• Task objective:
Below are records; reproduce exactly the lines from the one that has "disabled or hidden" through the one that has "async fn type_text(&mut", ends included, and nothing more.

• Data shown:
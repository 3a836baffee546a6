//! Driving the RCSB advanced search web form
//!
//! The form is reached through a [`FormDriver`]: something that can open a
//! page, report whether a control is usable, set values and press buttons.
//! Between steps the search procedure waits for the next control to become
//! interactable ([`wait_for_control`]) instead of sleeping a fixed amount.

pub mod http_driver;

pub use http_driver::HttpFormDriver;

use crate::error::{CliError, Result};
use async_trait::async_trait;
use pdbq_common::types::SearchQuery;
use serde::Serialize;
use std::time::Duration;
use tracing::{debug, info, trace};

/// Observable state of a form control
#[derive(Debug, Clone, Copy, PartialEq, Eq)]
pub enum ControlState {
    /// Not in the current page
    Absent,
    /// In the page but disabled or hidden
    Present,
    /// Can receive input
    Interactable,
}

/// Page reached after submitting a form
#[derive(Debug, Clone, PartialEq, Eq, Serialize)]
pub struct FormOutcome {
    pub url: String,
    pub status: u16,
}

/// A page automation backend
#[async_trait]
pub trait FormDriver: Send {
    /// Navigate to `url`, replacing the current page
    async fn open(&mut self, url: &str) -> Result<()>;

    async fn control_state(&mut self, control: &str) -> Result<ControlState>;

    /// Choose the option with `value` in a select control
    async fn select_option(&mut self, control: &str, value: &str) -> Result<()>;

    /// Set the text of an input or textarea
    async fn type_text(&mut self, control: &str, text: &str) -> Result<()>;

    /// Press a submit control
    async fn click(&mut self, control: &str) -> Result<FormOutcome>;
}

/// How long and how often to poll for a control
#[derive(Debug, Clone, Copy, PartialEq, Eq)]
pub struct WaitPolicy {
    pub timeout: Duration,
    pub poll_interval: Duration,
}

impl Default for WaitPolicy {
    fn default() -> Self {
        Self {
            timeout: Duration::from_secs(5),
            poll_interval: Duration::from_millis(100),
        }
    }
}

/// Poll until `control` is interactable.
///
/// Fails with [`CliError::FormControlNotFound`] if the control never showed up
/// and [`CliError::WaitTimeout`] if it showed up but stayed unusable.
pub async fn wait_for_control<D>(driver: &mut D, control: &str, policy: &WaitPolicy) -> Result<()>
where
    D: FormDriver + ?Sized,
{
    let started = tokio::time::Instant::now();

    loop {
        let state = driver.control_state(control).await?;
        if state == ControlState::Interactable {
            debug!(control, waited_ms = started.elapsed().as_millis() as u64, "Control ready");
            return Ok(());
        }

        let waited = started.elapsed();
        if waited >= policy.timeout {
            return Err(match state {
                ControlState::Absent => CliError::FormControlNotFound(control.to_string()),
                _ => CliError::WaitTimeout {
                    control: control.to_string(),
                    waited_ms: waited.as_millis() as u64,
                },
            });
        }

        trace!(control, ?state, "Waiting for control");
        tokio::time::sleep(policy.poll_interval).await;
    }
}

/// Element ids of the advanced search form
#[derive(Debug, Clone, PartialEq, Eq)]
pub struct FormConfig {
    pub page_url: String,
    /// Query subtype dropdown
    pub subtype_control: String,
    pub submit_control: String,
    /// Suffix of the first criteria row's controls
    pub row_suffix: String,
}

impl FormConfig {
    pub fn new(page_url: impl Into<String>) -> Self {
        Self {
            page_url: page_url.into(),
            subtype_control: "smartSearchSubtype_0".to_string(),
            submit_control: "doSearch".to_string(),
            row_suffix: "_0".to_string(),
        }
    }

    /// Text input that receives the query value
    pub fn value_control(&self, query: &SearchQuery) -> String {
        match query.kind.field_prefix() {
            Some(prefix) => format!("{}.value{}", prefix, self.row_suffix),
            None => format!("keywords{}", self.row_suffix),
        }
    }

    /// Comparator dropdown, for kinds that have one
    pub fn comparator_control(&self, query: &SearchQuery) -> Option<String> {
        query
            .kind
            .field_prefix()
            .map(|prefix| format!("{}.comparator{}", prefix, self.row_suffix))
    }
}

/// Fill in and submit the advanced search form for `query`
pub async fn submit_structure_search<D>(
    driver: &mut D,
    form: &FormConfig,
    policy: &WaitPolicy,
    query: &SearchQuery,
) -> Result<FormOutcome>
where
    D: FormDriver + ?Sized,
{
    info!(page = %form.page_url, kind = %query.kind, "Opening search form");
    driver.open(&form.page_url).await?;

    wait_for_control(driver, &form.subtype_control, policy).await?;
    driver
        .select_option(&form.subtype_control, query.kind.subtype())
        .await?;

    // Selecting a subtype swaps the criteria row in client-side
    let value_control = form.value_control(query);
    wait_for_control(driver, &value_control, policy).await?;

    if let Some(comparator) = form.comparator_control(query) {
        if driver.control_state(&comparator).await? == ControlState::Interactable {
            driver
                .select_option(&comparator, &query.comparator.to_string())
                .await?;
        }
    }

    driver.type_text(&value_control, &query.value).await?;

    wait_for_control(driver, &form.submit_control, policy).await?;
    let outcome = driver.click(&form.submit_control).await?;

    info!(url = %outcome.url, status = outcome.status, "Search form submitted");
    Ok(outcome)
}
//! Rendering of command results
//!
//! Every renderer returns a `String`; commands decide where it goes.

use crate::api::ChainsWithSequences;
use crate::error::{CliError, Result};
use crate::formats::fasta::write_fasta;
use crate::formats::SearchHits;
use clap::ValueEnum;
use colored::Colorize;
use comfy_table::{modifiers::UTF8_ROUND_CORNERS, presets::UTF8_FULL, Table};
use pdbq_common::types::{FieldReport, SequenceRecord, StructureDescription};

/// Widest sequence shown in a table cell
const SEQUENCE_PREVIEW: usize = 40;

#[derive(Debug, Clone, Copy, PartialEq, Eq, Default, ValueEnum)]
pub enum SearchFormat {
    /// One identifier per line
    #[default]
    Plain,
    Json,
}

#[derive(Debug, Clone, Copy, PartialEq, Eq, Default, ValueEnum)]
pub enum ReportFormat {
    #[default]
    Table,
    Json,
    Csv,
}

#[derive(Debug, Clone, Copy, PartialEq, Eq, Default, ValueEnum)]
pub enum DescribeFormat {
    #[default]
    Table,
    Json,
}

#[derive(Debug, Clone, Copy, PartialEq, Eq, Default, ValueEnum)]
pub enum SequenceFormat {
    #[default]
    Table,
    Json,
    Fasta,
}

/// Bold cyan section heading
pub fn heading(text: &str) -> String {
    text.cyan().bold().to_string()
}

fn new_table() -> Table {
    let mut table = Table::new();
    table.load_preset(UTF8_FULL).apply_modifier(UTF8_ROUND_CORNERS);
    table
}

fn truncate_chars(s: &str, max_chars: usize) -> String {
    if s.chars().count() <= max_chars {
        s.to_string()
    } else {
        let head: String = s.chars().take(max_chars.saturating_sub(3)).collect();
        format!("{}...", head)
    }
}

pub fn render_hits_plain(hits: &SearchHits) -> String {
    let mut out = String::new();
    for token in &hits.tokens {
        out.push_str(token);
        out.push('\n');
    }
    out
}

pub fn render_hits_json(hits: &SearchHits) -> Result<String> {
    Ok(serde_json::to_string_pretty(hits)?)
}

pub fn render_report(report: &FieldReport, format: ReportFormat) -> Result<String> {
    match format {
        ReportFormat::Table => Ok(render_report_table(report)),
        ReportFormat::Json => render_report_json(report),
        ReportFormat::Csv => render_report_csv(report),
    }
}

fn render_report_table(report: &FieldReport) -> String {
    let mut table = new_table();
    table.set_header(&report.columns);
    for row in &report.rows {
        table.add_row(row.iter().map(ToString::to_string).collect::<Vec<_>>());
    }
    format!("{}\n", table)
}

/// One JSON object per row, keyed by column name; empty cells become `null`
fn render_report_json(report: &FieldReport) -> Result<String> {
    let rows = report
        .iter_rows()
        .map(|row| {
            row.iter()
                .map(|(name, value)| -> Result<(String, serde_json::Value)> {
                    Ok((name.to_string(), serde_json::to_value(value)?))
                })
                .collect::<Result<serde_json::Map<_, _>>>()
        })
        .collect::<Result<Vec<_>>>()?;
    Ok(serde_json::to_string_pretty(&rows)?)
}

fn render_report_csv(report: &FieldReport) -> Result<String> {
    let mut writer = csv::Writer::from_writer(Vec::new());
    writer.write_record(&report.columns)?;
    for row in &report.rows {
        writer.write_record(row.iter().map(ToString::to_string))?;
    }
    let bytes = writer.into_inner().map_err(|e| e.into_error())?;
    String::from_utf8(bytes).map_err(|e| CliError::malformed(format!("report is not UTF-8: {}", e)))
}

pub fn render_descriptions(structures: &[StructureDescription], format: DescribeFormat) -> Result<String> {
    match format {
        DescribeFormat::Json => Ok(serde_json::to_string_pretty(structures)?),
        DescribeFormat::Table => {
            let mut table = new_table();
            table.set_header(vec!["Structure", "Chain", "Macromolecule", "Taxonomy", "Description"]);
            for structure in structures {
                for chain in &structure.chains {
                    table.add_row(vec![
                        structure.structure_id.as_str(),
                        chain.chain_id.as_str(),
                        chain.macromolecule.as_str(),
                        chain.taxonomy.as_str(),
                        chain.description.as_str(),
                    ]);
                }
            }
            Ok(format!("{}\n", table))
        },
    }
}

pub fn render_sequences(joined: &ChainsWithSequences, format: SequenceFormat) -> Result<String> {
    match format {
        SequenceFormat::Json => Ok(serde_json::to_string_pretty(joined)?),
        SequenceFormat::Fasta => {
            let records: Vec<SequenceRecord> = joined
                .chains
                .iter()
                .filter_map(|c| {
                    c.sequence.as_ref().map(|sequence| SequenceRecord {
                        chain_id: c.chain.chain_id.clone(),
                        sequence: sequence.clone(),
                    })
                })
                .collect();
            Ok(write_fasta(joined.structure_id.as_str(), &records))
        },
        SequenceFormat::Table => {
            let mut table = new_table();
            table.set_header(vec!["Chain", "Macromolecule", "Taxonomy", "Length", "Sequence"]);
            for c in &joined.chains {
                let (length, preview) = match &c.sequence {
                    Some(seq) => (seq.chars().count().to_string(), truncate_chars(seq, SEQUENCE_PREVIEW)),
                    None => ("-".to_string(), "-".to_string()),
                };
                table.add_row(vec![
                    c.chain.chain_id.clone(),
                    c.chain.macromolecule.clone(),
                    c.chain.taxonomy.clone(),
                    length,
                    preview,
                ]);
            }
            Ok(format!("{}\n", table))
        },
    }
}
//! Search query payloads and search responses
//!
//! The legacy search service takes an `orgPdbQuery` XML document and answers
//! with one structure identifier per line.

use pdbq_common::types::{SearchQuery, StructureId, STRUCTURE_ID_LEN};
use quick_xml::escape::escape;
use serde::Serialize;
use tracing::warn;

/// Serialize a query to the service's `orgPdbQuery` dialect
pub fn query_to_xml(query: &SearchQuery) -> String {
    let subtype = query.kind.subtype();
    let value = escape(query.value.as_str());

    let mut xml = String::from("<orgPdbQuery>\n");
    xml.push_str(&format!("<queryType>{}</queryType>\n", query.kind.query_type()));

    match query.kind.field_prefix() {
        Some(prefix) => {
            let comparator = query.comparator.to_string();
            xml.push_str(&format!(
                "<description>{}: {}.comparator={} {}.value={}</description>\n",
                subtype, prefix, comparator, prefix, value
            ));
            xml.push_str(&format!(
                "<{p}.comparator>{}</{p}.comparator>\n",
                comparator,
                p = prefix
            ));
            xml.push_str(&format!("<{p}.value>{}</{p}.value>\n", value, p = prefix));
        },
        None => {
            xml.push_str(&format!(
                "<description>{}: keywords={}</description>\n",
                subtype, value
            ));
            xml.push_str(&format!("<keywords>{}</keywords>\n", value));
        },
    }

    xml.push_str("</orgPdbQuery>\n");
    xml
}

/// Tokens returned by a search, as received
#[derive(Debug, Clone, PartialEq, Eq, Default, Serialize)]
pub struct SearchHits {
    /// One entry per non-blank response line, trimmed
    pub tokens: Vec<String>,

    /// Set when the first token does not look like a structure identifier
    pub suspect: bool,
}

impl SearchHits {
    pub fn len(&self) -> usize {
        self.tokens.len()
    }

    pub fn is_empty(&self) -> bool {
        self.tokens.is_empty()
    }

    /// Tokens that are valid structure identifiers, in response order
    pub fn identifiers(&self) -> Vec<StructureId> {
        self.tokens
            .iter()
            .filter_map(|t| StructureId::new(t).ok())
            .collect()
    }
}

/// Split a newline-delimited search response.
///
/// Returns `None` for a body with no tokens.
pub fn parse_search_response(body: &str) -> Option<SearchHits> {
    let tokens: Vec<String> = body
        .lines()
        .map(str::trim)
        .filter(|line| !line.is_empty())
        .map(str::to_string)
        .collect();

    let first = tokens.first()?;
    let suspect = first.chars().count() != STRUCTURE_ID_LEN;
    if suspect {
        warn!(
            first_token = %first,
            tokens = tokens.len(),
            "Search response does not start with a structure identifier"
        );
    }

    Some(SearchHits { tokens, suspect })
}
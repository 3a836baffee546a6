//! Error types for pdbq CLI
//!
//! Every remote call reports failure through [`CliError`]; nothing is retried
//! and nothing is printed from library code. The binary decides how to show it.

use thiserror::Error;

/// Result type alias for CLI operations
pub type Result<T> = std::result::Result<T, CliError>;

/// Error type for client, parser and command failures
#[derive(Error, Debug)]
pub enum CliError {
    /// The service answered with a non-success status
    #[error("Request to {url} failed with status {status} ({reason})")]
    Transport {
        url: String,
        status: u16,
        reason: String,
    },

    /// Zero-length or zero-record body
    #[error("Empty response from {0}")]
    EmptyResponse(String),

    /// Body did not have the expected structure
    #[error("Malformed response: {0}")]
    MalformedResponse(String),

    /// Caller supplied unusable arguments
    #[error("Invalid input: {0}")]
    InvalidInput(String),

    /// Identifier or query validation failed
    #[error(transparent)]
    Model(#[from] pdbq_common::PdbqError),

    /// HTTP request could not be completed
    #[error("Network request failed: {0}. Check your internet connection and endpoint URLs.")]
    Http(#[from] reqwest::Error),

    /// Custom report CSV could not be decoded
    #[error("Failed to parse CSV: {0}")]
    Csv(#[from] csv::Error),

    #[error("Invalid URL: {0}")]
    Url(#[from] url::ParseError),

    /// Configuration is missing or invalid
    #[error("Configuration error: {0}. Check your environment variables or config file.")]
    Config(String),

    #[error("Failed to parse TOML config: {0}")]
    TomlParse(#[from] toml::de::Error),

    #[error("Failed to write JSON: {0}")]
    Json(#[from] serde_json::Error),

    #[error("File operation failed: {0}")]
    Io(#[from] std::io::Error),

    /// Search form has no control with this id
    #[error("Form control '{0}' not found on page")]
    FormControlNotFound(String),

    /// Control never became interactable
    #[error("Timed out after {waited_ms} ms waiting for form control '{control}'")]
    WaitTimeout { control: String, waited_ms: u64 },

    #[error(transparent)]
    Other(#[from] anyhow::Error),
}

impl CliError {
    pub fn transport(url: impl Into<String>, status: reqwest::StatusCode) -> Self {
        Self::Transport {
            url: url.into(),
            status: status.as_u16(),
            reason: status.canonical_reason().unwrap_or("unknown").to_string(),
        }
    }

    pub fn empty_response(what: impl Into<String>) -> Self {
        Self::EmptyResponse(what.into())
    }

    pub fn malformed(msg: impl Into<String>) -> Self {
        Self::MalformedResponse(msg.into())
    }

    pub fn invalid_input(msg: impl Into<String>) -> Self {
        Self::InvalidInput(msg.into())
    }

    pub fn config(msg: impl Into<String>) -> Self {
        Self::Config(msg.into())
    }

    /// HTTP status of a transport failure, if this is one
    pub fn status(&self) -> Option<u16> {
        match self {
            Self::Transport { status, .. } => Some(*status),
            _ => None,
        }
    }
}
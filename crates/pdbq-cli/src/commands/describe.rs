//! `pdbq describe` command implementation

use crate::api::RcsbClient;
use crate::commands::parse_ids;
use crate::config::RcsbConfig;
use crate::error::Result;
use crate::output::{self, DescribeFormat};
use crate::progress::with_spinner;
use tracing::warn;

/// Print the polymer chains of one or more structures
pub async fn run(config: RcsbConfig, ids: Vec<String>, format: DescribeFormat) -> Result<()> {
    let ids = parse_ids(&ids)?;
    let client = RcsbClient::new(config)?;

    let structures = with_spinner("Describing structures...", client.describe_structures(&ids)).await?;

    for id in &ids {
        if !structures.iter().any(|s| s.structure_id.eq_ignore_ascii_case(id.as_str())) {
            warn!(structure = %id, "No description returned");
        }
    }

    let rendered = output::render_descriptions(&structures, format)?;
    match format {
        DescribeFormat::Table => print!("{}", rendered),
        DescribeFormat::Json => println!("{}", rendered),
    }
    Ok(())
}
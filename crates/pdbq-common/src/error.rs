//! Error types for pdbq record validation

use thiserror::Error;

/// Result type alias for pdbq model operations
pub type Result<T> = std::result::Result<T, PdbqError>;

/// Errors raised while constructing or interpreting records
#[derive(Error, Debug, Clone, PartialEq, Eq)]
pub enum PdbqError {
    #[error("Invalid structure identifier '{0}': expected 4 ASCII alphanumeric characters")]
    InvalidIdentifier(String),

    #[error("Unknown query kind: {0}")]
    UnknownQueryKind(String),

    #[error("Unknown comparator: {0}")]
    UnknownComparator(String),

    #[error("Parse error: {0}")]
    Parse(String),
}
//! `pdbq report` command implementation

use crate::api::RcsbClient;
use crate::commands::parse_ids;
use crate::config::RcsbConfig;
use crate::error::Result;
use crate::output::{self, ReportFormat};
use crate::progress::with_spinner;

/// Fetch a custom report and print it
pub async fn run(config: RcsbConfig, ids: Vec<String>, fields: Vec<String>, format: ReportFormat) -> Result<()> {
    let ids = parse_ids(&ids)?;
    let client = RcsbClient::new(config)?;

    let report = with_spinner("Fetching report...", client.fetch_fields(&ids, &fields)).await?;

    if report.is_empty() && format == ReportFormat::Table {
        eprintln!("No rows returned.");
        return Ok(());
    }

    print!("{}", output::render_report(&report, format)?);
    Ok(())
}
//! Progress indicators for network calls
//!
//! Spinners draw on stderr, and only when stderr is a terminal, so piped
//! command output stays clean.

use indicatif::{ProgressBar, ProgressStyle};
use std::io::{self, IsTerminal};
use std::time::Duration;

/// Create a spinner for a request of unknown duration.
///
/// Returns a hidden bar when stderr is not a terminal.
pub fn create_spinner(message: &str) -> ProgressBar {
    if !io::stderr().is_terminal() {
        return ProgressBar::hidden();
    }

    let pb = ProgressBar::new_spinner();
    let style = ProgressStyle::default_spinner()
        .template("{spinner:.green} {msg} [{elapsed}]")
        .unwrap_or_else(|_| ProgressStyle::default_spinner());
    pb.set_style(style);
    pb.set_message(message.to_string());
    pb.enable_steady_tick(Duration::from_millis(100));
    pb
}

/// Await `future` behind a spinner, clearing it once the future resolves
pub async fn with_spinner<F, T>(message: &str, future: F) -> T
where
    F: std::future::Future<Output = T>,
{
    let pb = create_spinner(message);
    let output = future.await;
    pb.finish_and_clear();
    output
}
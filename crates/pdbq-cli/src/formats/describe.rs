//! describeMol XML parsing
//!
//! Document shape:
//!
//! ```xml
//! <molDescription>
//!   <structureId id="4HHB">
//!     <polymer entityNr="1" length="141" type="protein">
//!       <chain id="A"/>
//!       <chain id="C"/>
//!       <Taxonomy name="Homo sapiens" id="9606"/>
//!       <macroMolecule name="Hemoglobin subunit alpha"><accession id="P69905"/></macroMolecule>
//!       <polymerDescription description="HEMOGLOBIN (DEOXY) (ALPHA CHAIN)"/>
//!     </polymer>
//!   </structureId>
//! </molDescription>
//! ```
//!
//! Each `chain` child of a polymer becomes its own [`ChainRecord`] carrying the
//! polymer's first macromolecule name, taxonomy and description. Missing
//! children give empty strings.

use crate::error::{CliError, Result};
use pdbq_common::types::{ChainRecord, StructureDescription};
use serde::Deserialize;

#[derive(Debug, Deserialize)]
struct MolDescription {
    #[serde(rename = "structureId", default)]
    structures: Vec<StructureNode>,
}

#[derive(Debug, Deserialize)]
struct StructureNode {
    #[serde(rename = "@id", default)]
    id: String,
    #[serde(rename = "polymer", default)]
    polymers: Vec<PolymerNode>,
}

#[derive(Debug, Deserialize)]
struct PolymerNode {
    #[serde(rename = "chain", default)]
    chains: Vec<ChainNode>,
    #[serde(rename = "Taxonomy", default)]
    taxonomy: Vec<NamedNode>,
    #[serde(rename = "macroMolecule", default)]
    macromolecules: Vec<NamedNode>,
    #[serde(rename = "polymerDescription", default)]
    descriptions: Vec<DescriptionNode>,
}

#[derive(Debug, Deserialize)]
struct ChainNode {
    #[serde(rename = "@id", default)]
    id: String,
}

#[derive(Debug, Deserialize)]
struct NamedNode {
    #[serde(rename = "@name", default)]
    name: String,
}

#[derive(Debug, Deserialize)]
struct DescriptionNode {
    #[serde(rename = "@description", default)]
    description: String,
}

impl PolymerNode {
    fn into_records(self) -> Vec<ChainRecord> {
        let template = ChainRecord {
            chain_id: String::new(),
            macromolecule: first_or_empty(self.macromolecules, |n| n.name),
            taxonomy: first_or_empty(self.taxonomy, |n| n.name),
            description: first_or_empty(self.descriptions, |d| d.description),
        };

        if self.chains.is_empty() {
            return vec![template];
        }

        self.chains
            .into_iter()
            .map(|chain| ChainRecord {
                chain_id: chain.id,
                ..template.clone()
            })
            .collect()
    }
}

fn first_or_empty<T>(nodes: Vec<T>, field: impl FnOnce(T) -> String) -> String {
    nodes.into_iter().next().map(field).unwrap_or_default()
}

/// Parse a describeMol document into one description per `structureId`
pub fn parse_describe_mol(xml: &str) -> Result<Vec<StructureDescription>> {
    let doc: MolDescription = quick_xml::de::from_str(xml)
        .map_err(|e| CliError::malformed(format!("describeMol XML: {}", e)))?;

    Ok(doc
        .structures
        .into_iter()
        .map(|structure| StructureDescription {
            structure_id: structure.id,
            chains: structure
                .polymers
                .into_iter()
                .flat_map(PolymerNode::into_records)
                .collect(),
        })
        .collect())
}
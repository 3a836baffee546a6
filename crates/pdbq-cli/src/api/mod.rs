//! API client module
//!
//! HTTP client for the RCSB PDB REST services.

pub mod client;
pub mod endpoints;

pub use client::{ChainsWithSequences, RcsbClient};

• Exercise response:
    /// In the page but disabled or hidden
    Present,
    /// Can receive input
    Interactable,
}

/// Page reached after submitting a form
#[derive(Debug, Clone, PartialEq, Eq, Serialize)]
pub struct FormOutcome {
    pub url: String,
    pub status: u16,
}

/// A page automation backend
#[async_trait]
pub trait FormDriver: Send {
    /// Navigate to `url`, replacing the current page
    async fn open(&mut self, url: &str) -> Result<()>;

    async fn control_state(&mut self, control: &str) -> Result<ControlState>;

    /// Choose the option with `value` in a select control
    async fn select_option(&mut self, control: &str, value: &str) -> Result<()>;

    /// Set the text of an input or textarea
    async fn type_text(&mut self, control: &str, text: &str) -> Result<()>;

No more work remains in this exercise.